*** Begin section ***
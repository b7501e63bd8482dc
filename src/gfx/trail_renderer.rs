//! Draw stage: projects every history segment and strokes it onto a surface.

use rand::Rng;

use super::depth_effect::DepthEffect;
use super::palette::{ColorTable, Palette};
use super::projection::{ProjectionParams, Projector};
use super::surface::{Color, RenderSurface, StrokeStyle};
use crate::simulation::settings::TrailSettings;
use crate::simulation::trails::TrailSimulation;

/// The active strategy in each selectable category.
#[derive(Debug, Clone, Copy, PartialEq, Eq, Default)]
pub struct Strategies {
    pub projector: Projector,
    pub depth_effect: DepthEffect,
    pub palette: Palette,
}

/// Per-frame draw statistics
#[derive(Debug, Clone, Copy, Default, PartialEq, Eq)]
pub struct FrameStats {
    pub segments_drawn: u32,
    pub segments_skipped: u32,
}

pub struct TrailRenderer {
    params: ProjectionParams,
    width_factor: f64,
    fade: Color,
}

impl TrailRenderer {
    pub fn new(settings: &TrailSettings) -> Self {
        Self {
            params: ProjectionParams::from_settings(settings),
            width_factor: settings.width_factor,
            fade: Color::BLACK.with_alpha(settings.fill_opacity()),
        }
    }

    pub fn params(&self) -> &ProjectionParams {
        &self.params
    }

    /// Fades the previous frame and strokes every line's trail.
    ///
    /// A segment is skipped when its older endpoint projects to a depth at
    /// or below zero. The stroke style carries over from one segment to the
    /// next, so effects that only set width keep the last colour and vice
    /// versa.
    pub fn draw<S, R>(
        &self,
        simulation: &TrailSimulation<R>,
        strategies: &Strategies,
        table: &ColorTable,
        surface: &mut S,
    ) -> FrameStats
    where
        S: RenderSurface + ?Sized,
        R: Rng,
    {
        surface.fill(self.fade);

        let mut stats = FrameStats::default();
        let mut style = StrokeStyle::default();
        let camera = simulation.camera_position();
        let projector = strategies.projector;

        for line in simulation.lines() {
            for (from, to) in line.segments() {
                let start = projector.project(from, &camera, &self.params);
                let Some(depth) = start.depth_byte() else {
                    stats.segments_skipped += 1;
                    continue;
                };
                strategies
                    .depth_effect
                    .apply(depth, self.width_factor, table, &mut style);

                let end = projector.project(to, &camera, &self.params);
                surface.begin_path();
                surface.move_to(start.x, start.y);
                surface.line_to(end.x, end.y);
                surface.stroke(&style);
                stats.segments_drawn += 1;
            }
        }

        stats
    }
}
*** End section ***
*** Begin section ***
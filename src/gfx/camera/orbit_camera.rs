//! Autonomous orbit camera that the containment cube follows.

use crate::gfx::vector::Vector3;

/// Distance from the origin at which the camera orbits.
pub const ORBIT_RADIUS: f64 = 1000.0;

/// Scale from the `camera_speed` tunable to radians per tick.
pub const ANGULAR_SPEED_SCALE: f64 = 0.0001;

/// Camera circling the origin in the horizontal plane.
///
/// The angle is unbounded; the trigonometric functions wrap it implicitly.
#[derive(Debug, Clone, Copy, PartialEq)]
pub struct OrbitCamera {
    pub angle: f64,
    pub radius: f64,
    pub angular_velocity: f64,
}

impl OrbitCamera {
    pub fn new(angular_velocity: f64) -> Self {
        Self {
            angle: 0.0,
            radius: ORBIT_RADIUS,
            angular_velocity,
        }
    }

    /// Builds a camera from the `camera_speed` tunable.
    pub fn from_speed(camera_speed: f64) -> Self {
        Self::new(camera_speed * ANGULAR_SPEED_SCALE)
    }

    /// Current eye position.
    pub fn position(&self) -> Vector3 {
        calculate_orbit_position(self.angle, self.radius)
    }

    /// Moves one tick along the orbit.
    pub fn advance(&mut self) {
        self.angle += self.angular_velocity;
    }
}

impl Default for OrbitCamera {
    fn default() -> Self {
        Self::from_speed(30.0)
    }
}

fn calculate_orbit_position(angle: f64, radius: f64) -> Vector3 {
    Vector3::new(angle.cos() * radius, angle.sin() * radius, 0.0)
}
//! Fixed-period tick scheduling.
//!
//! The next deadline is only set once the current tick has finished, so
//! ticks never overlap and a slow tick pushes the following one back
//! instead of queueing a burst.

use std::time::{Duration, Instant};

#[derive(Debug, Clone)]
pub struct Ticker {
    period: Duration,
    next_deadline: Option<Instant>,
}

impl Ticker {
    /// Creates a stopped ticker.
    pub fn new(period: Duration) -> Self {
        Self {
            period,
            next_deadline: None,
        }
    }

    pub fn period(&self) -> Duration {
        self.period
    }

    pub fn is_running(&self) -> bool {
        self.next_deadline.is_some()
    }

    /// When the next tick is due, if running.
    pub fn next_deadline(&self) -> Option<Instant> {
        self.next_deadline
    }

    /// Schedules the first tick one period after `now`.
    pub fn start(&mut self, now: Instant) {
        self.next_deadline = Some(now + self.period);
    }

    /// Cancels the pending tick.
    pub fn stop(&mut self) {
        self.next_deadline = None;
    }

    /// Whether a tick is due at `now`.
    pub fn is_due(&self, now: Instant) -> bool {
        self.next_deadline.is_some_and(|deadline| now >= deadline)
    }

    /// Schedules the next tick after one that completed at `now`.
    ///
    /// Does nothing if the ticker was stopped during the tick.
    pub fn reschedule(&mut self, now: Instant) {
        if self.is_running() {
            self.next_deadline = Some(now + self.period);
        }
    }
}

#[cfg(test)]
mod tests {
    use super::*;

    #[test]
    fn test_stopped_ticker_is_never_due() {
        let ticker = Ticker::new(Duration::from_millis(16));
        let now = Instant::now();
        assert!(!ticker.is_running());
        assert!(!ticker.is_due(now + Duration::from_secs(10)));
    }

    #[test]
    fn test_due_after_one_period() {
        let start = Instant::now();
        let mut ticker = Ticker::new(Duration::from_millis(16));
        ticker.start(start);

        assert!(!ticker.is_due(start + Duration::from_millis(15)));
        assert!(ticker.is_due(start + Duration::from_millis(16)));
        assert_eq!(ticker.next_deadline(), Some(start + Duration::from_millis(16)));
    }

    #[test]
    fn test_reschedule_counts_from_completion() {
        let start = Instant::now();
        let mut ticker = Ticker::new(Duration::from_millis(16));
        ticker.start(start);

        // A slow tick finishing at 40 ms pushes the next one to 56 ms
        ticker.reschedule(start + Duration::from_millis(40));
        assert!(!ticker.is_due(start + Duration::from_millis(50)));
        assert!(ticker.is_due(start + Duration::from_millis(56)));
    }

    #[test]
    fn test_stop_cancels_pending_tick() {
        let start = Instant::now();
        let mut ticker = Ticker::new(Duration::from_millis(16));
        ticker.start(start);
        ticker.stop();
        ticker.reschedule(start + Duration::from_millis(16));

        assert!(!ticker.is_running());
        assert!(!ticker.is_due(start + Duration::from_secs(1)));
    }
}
*** End section ***
**YOUR ASSIGNMENT**
Copy word for word the stretch of entries above from the line that has "repository b7501e63bd8482dc" through the line that has "use crate::simulation::trails::TrailSimulation;", both ends included, and nothing outside it.

**EXPECTED OUTPUT**
repository b7501e63bd8482dc
filename src/gfx/trail_renderer.rs
//! Draw stage: projects every history segment and strokes it onto a surface.

use rand::Rng;

use super::depth_effect::DepthEffect;
use super::palette::{ColorTable, Palette};
use super::projection::{ProjectionParams, Projector};
use super::surface::{Color, RenderSurface, StrokeStyle};
use crate::simulation::settings::TrailSettings;
use crate::simulation::trails::TrailSimulation;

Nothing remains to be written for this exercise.